Copy out all lines of the material below in which "Clone" occurs.

——

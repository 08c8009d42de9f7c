mod backup;
mod boundaries;
mod calc;
mod config;
mod db;
mod ipc;
mod marklist;
mod reports;
mod subjects;

use std::io::{self, BufRead, Write};

use tracing_subscriber::EnvFilter;

fn init_tracing(cfg: &config::DaemonConfig) {
    let filter = EnvFilter::try_new(&cfg.log_filter).unwrap_or_else(|_| EnvFilter::new("info"));
    // stdout carries the IPC stream; logs go to stderr.
    if cfg.log_json {
        tracing_subscriber::fmt()
            .with_env_filter(filter)
            .with_writer(io::stderr)
            .json()
            .init();
    } else {
        tracing_subscriber::fmt()
            .with_env_filter(filter)
            .with_writer(io::stderr)
            .with_ansi(false)
            .init();
    }
}

fn main() {
    let cfg = match config::DaemonConfig::from_env() {
        Ok(v) => v,
        Err(e) => {
            eprintln!("marklistd: invalid configuration: {e:#}");
            std::process::exit(2);
        }
    };
    init_tracing(&cfg);
    tracing::info!(
        version = env!("CARGO_PKG_VERSION"),
        db_file = %cfg.db_file,
        busy_timeout_ms = cfg.busy_timeout_ms,
        "marklistd starting"
    );

    let mut state = ipc::AppState::new(cfg);

    let stdin = io::stdin();
    let mut stdout = io::stdout();

    for line in stdin.lock().lines() {
        let line = match line {
            Ok(v) => v,
            Err(e) => {
                tracing::warn!(error = %e, "stdin closed");
                break;
            }
        };
        if line.trim().is_empty() {
            continue;
        }

        let req: ipc::Request = match serde_json::from_str(&line) {
            Ok(v) => v,
            Err(e) => {
                // Can't reply without id.
                tracing::warn!(error = %e, "malformed request line");
                let resp = serde_json::json!({
                    "ok": false,
                    "error": { "code": "bad_json", "message": e.to_string() }
                });
                let _ = writeln!(stdout, "{}", resp);
                let _ = stdout.flush();
                continue;
            }
        };

        let resp = ipc::handle_request(&mut state, req);
        let _ = writeln!(
            stdout,
            "{}",
            serde_json::to_string(&resp).unwrap_or_else(|_| "{\"ok\":false}".to_string())
        );
        let _ = stdout.flush();
    }
    tracing::info!("marklistd stopped");
}
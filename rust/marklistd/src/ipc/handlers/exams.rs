use crate::ipc::error::{calc_err, err, ok};
use crate::ipc::helpers::{db_conn, required_i64, required_id, required_str};
use crate::ipc::types::{AppState, Request};
use crate::marklist;
use chrono::Utc;
use serde_json::json;

const EXAM_TYPES: [&str; 4] = ["Opener", "Mid-Term", "End-Term", "Weekly"];

fn parse_exam_type(raw: &str) -> Option<&'static str> {
    let norm = raw.trim().replace([' ', '_'], "-");
    EXAM_TYPES
        .iter()
        .copied()
        .find(|t| t.eq_ignore_ascii_case(&norm))
}

fn handle_exams_list(state: &mut AppState, req: &Request) -> serde_json::Value {
    let conn = match db_conn(state, req) {
        Ok(c) => c,
        Err(e) => return e,
    };
    let mut stmt = match conn.prepare(
        "SELECT exam_id, exam_name, exam_type, term, date_created
         FROM exams
         ORDER BY exam_id",
    ) {
        Ok(s) => s,
        Err(e) => return err(&req.id, "db_query_failed", e.to_string(), None),
    };
    let rows = stmt
        .query_map([], |r| {
            let exam_id: i64 = r.get(0)?;
            let exam_name: String = r.get(1)?;
            let exam_type: String = r.get(2)?;
            let term: i64 = r.get(3)?;
            let date_created: String = r.get(4)?;
            Ok(json!({
                "examId": exam_id,
                "examName": exam_name,
                "examType": exam_type,
                "term": term,
                "dateCreated": date_created
            }))
        })
        .and_then(|it| it.collect::<Result<Vec<_>, _>>());
    match rows {
        Ok(exams) => ok(&req.id, json!({ "exams": exams })),
        Err(e) => err(&req.id, "db_query_failed", e.to_string(), None),
    }
}

fn handle_exams_create(state: &mut AppState, req: &Request) -> serde_json::Value {
    let conn = match db_conn(state, req) {
        Ok(c) => c,
        Err(e) => return e,
    };
    let exam_name = match required_str(req, "examName") {
        Ok(v) => v,
        Err(e) => return e,
    };
    let raw_type = match required_str(req, "examType") {
        Ok(v) => v,
        Err(e) => return e,
    };
    let Some(exam_type) = parse_exam_type(&raw_type) else {
        return err(
            &req.id,
            "bad_params",
            "examType must be one of: Opener, Mid-Term, End-Term, Weekly",
            Some(json!({ "examType": raw_type })),
        );
    };
    let term = match required_i64(req, "term") {
        Ok(v) => v,
        Err(e) => return e,
    };
    if !(1..=3).contains(&term) {
        return err(
            &req.id,
            "bad_params",
            "term must be 1, 2 or 3",
            Some(json!({ "term": term })),
        );
    }

    let date_created = Utc::now().to_rfc3339();
    if let Err(e) = conn.execute(
        "INSERT INTO exams(exam_name, exam_type, term, date_created) VALUES(?, ?, ?, ?)",
        (&exam_name, exam_type, term, &date_created),
    ) {
        return err(
            &req.id,
            "db_insert_failed",
            e.to_string(),
            Some(json!({ "table": "exams" })),
        );
    }
    let exam_id = conn.last_insert_rowid();
    tracing::info!(exam_id, exam_type, term, "exam created");

    ok(
        &req.id,
        json!({
            "examId": exam_id,
            "examName": exam_name,
            "examType": exam_type,
            "term": term,
            "dateCreated": date_created
        }),
    )
}

fn handle_exams_get(state: &mut AppState, req: &Request) -> serde_json::Value {
    let conn = match db_conn(state, req) {
        Ok(c) => c,
        Err(e) => return e,
    };
    let exam_id = match required_id(req, "examId") {
        Ok(v) => v,
        Err(e) => return e,
    };
    match marklist::load_exam(conn, exam_id) {
        Ok(exam) => ok(
            &req.id,
            json!({
                "examId": exam.exam_id,
                "examName": exam.exam_name,
                "examType": exam.exam_type,
                "term": exam.term,
                "dateCreated": exam.date_created
            }),
        ),
        Err(e) => calc_err(&req.id, e),
    }
}

pub fn try_handle(state: &mut AppState, req: &Request) -> Option<serde_json::Value> {
    match req.method.as_str() {
        "exams.list" => Some(handle_exams_list(state, req)),
        "exams.create" => Some(handle_exams_create(state, req)),
        "exams.get" => Some(handle_exams_get(state, req)),
        _ => None,
    }
}

#[cfg(test)]
mod tests {
    use super::parse_exam_type;

    #[test]
    fn exam_type_accepts_loose_spellings() {
        assert_eq!(parse_exam_type("mid term"), Some("Mid-Term"));
        assert_eq!(parse_exam_type("END_TERM"), Some("End-Term"));
        assert_eq!(parse_exam_type("weekly"), Some("Weekly"));
        assert_eq!(parse_exam_type("Mock"), None);
    }
}
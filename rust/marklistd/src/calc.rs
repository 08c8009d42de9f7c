use serde::{Deserialize, Serialize, Serializer};
use std::cmp::Ordering;
use std::fmt::Display;

pub const UNKNOWN_LEVEL: &str = "UNKNOWN";
pub const UNSCORED_LEVEL: &str = "-";

/// Two-decimal rounding, half away from zero. Applied to every mean and
/// deviation the mark list reports.
pub fn round_off_2_decimal(x: f64) -> f64 {
    (x * 100.0).round() / 100.0
}

#[derive(Debug, Clone, Serialize, thiserror::Error)]
#[error("{code}: {message}")]
pub struct CalcError {
    pub code: String,
    pub message: String,
    #[serde(skip_serializing_if = "Option::is_none")]
    pub details: Option<serde_json::Value>,
}

impl CalcError {
    pub fn new(code: &str, message: impl Into<String>) -> Self {
        Self {
            code: code.to_string(),
            message: message.into(),
            details: None,
        }
    }

    pub fn with_details(mut self, details: serde_json::Value) -> Self {
        self.details = Some(details);
        self
    }

    pub fn not_found(message: impl Into<String>) -> Self {
        Self::new("not_found", message)
    }

    pub fn bad_params(message: impl Into<String>) -> Self {
        Self::new("bad_params", message)
    }

    pub fn query(e: impl Display) -> Self {
        Self::new("db_query_failed", e.to_string())
    }

    pub fn persistence(e: impl Display) -> Self {
        Self::new("persistence_failed", e.to_string())
    }
}

#[derive(Debug, Clone, PartialEq, Serialize, Deserialize)]
#[serde(rename_all = "camelCase")]
pub struct PointBoundary {
    pub min_marks: f64,
    pub max_marks: f64,
    pub pl: String,
    pub ab: String,
}

#[derive(Debug, Clone, Copy, PartialEq, Eq)]
pub enum Classification<'a> {
    Band { pl: &'a str, ab: &'a str },
    /// Score present but outside every configured interval.
    Unknown,
    /// No score recorded.
    Unscored,
}

impl<'a> Classification<'a> {
    pub fn label(&self) -> &'a str {
        match *self {
            Classification::Band { pl, .. } => pl,
            Classification::Unknown => UNKNOWN_LEVEL,
            Classification::Unscored => UNSCORED_LEVEL,
        }
    }

    pub fn abbreviation(&self) -> &'a str {
        match *self {
            Classification::Band { ab, .. } => ab,
            Classification::Unknown => UNKNOWN_LEVEL,
            Classification::Unscored => UNSCORED_LEVEL,
        }
    }
}

/// First interval (in iteration order) with `min <= score <= max` wins.
/// Overlap checks belong to whoever saves the boundary set.
pub fn classify(score: Option<f64>, boundaries: &[PointBoundary]) -> Classification<'_> {
    let Some(score) = score else {
        return Classification::Unscored;
    };
    boundaries
        .iter()
        .find(|b| b.min_marks <= score && score <= b.max_marks)
        .map(|b| Classification::Band {
            pl: &b.pl,
            ab: &b.ab,
        })
        .unwrap_or(Classification::Unknown)
}

/// Boundaries are written in whole marks, so fractional values (means,
/// per-subject averages) are rounded to the nearest mark before lookup.
pub fn classify_mean(value: f64, boundaries: &[PointBoundary]) -> Classification<'_> {
    classify(Some(value.round()), boundaries)
}

/// A mean compared against a previous exam: either a number or the `-`
/// sentinel when there is nothing comparable.
#[derive(Debug, Clone, Copy, PartialEq)]
pub enum MeanValue {
    Value(f64),
    Missing,
}

impl MeanValue {
    pub fn as_f64(self) -> Option<f64> {
        match self {
            MeanValue::Value(v) => Some(v),
            MeanValue::Missing => None,
        }
    }
}

impl From<Option<f64>> for MeanValue {
    fn from(v: Option<f64>) -> Self {
        v.map(MeanValue::Value).unwrap_or(MeanValue::Missing)
    }
}

impl Serialize for MeanValue {
    fn serialize<S: Serializer>(&self, serializer: S) -> Result<S::Ok, S::Error> {
        match self {
            MeanValue::Value(v) => serializer.serialize_f64(*v),
            MeanValue::Missing => serializer.serialize_str(UNSCORED_LEVEL),
        }
    }
}

pub fn deviation(current: f64, previous: Option<f64>) -> MeanValue {
    match previous {
        Some(prev) if current.is_finite() && prev.is_finite() => {
            MeanValue::Value(round_off_2_decimal(current - prev))
        }
        _ => MeanValue::Missing,
    }
}

/// One student's marks for an exam; `marks` is aligned with the configured
/// subject list and `None` means the subject has not been marked.
#[derive(Debug, Clone, PartialEq)]
pub struct StudentMarks {
    pub student_id: i64,
    pub name: String,
    pub class: String,
    pub marks: Vec<Option<i64>>,
}

#[derive(Debug, Clone, PartialEq)]
pub struct RankedRow {
    pub student_id: i64,
    pub name: String,
    pub class: String,
    pub marks: Vec<Option<i64>>,
    pub total_marks: i64,
    pub position: i64,
}

#[derive(Debug, Clone, PartialEq)]
pub struct Aggregate {
    pub rows: Vec<RankedRow>,
    pub subject_means: Vec<f64>,
    pub total_mean: f64,
}

pub fn total_marks(marks: &[Option<i64>]) -> i64 {
    marks.iter().map(|m| m.unwrap_or(0)).sum()
}

/// Mark-list order: total descending, then name, then student id.
pub fn rank_order(a_total: i64, a: &StudentMarks, b_total: i64, b: &StudentMarks) -> Ordering {
    b_total
        .cmp(&a_total)
        .then_with(|| a.name.cmp(&b.name))
        .then_with(|| a.student_id.cmp(&b.student_id))
}

pub fn subject_mean<I>(marks: I) -> f64
where
    I: IntoIterator<Item = Option<i64>>,
{
    let mut sum = 0_i64;
    let mut count = 0_i64;
    for m in marks.into_iter().flatten() {
        sum += m;
        count += 1;
    }
    if count == 0 {
        return 0.0;
    }
    round_off_2_decimal(sum as f64 / count as f64)
}

/// Totals of 0 are left out of the denominator.
pub fn total_mean<I>(totals: I) -> f64
where
    I: IntoIterator<Item = i64>,
{
    let mut sum = 0_i64;
    let mut count = 0_i64;
    for t in totals.into_iter().filter(|t| *t > 0) {
        sum += t;
        count += 1;
    }
    if count == 0 {
        return 0.0;
    }
    round_off_2_decimal(sum as f64 / count as f64)
}

pub fn aggregate(rows: Vec<StudentMarks>, subject_count: usize) -> Aggregate {
    let mut with_totals: Vec<(i64, StudentMarks)> = rows
        .into_iter()
        .map(|r| (total_marks(&r.marks), r))
        .collect();
    with_totals.sort_by(|(ta, a), (tb, b)| rank_order(*ta, a, *tb, b));

    let subject_means = (0..subject_count)
        .map(|i| {
            subject_mean(
                with_totals
                    .iter()
                    .map(|(_, r)| r.marks.get(i).copied().flatten()),
            )
        })
        .collect();
    let total_mean = total_mean(with_totals.iter().map(|(t, _)| *t));

    let rows = with_totals
        .into_iter()
        .enumerate()
        .map(|(i, (total, r))| RankedRow {
            student_id: r.student_id,
            name: r.name,
            class: r.class,
            marks: r.marks,
            total_marks: total,
            position: i as i64 + 1,
        })
        .collect();

    Aggregate {
        rows,
        subject_means,
        total_mean,
    }
}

——

### Solution for this exercise
#[derive(Debug, Clone, Serialize, thiserror::Error)]
#[derive(Debug, Clone, PartialEq, Serialize, Deserialize)]
#[derive(Debug, Clone, Copy, PartialEq, Eq)]
#[derive(Debug, Clone, Copy, PartialEq)]
#[derive(Debug, Clone, PartialEq)]
#[derive(Debug, Clone, PartialEq)]
#[derive(Debug, Clone, PartialEq)]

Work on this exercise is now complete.